Repair Shop Exposes Fake GeForce RTX 4090 Scam On Amazon, Buyer Beware

Repair shop owner holding a fake GeForce RTX 4090 graphics card.
A customer who purchased an ASUS ROG GeForce RTX 4090 graphics card sold by Amazon found themselves the victim of a GPU swap scam, which was revealed after they sent the non-functioning card to a prominent repair shop. In a subsequent video posted online, the repair shop exposed what was really a GeForce RTX 4080 with quite the unusual makeup.

North West Repair (NWR), which runs a popular YouTube channel that's approaching 100,000 subscribers, detailed a repair request for a graphics card that arrived with shipping damage. The video begins by showing a "giant" crack on an exposed part of the printed circuit board (PCB) followed by a melted power connector, but it gets even worse from there, starting with the shroud's removal.

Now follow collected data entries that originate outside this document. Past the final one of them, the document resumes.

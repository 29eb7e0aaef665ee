use crate::error::Result;
use crate::functional;
use crate::module::{expect_inputs, Module};
use crate::tracer::Tracer;
use opcheck_core::{DataType, NodeAttribute, Tensor};
use std::collections::HashMap;

/// `fill_any_like(x, value, dtype)` followed by a cast to float32.
#[derive(Debug, Clone, Copy)]
pub struct FillAnyLikeModule {
    value: f64,
    dtype: Option<DataType>,
}

impl FillAnyLikeModule {
    /// Create a fill module; `dtype: None` keeps the input's type.
    pub fn new(value: f64, dtype: Option<DataType>) -> Self {
        Self { value, dtype }
    }
}

impl Module for FillAnyLikeModule {
    fn op_tag(&self) -> &str {
        "fill_any_like"
    }

    fn forward(&self, inputs: &[Tensor]) -> Result<Vec<Tensor>> {
        expect_inputs("FillAnyLikeModule", inputs, 1)?;
        let filled = functional::full_like(&inputs[0], self.value, self.dtype)?;
        Ok(vec![functional::cast(&filled, DataType::F32)?])
    }

    fn trace(&self, tracer: &mut Tracer, inputs: &[String]) -> Result<Vec<String>> {
        expect_inputs("FillAnyLikeModule", inputs, 1)?;
        let mut attrs = HashMap::new();
        attrs.insert("value".to_string(), NodeAttribute::Float(self.value));
        if let Some(dtype) = self.dtype {
            attrs.insert(
                "dtype".to_string(),
                NodeAttribute::String(dtype.name().to_string()),
            );
        }
        let filled = tracer.call("fill_any_like", inputs, attrs)?;

        let mut cast = HashMap::new();
        cast.insert(
            "dtype".to_string(),
            NodeAttribute::String(DataType::F32.name().to_string()),
        );
        tracer.call("cast", &filled, cast)
    }
}

#[cfg(test)]
mod tests {
    use super::*;

    #[test]
    fn test_fill_i32_stored_as_float() {
        let x = Tensor::zeros(vec![8, 24, 32], DataType::F32).unwrap();
        let out = FillAnyLikeModule::new(2.0, Some(DataType::I32))
            .forward(&[x])
            .unwrap()
            .remove(0);
        assert_eq!(out.dtype(), DataType::F32);
        assert_eq!(out.shape(), vec![8, 24, 32]);
        assert!(out.to_vec().unwrap().iter().all(|&v| v == 2.0));
    }

    #[test]
    fn test_fill_bool_false() {
        let x = Tensor::from_bool(vec![true, false, true], vec![3]).unwrap();
        let out = FillAnyLikeModule::new(0.0, None).forward(&[x]).unwrap().remove(0);
        assert_eq!(out.to_vec().unwrap(), vec![0.0, 0.0, 0.0]);
    }
}
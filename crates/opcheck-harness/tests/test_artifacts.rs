//! Generated artifacts: layout, round trip and replay.

use opcheck_core::DataType;
use opcheck_harness::artifact::{MANIFEST_FILE, MODEL_FILE};
use opcheck_harness::cases::FILL_VARIANTS;
use opcheck_harness::{
    compare_outputs, generate_fill_any_like, load_artifact, replay_artifact, CaseStatus, Driver,
    HarnessConfig, ProvisionConfig, Tolerance,
};
use opcheck_ir::Precision;
use tempfile::TempDir;

fn generate(seed: u64) -> TempDir {
    let dir = TempDir::new().unwrap();
    let written =
        generate_fill_any_like(dir.path(), ProvisionConfig::default().with_seed(Some(seed)))
            .unwrap();
    assert_eq!(written.len(), FILL_VARIANTS.len());
    dir
}

#[test]
fn test_layout() {
    let dir = generate(1);
    for variant in FILL_VARIANTS.iter() {
        let artifact = dir.path().join(variant.name);
        for file in [MODEL_FILE, MANIFEST_FILE, "input0.npy", "output0.npy"] {
            assert!(artifact.join(file).is_file(), "{}/{file}", variant.name);
        }
    }
}

#[test]
fn test_manifest_contents() {
    let dir = generate(2);
    let artifact = load_artifact(&dir.path().join("fill_any_like_i32")).unwrap();
    assert_eq!(artifact.manifest.name, "fill_any_like_i32");
    assert_eq!(artifact.manifest.feed_keys, vec!["x".to_string()]);
    assert_eq!(artifact.manifest.fetch_list.len(), 1);
    assert_eq!(artifact.manifest.inputs[0].dtype, DataType::F32);
    assert_eq!(artifact.manifest.inputs[0].shape, vec![8, 24, 32]);
    assert_eq!(artifact.manifest.outputs[0].dtype, DataType::F32);

    let values = artifact.outputs[0].to_vec().unwrap();
    assert_eq!(values.len(), 8 * 24 * 32);
    assert!(values.iter().all(|&v| v == 2.0));
}

#[test]
fn test_bool_variant_keeps_bool_input() {
    let dir = generate(3);
    let artifact = load_artifact(&dir.path().join("fill_any_like_bool_2")).unwrap();
    assert_eq!(artifact.inputs[0].dtype(), DataType::Bool);
    assert_eq!(artifact.inputs[0].shape(), vec![13, 17, 11]);
    assert!(artifact.outputs[0].to_vec().unwrap().iter().all(|&v| v == 0.0));
}

#[test]
fn test_round_trip_reproduces_bundled_outputs() {
    let dir = generate(4);
    for variant in FILL_VARIANTS.iter() {
        let artifact = load_artifact(&dir.path().join(variant.name)).unwrap();
        let replayed = artifact.model.run(&artifact.inputs).unwrap();
        let mismatch =
            compare_outputs(&artifact.outputs, &replayed, Tolerance::new(1e-4, 1e-4)).unwrap();
        assert!(mismatch.is_none(), "{}: {mismatch:?}", variant.name);
    }
}

#[test]
fn test_replay_converts_and_matches() {
    let dir = generate(5);
    let fp32 = Driver::new(HarnessConfig::new());
    let fp16 = Driver::new(HarnessConfig::new().with_precision(Precision::FP16));
    for variant in FILL_VARIANTS.iter() {
        let path = dir.path().join(variant.name);
        for driver in [&fp32, &fp16] {
            let status = replay_artifact(&path, driver).unwrap();
            assert!(matches!(status, CaseStatus::Passed), "{}: {status:?}", variant.name);
        }
    }
}

#[test]
fn test_missing_manifest_is_an_error() {
    let dir = TempDir::new().unwrap();
    assert!(load_artifact(dir.path()).is_err());
}

#[test]
fn test_seeded_generation_is_reproducible() {
    let a = generate(6);
    let b = generate(6);
    let first = load_artifact(&a.path().join("fill_any_like")).unwrap();
    let second = load_artifact(&b.path().join("fill_any_like")).unwrap();
    assert_eq!(
        first.inputs[0].to_vec().unwrap(),
        second.inputs[0].to_vec().unwrap()
    );
}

"While I was removing the warranty sticker, which is fake by the way, everything was normal with the exception of the screws being a little too tight," Tony from NWR explains in the video. "Then, two screws refused to come out at all, so I had to soak them with alcohol."

Once Tony was able to get a view of the card's guts, things went from bad to worse. For one, he discovered that the DRAM thermal pads were sloppily placed and only covering half of the memory chips. But the biggest issue was the discovery of a "completely fried" GPU (along with some other parts that were fried), which turned out to not even be a GeForce RTX 4090 graphics chip.


The GPU in the card was labeled as an AD103-300-A1 part, which Tony incorrectly states is a laptop GPU. It's not, but it's also not a GeForce RTX 4090 part—that GPU is the Ada Lovelace silicon that powers the GeForce RTX 4080, not the 4090.

So how did this end up in the unfortunate buyer's hands? According to the video, the buyer stated they purchased it as part of a pallet deal from Amazon. Our assumption is that they bought the pallet through a third-party broker or liquidation outfit, as you can find pallets of returned items at big discounts. However, it appears that in this case, a tampered-with card was returned to Amazon and ended up as one of these pallet deals, which eventually bit a buyer in the backside.

Tony makes a note of pointing out that this incident is "100% real and it is now in the US marketplace." He also anticipates seeing more of this sort of thing. While not exactly a new kind of scam, buyers should be on high alert when shopping high-ticket items, which in this case is a graphics card model that routinely sells for over $2,000.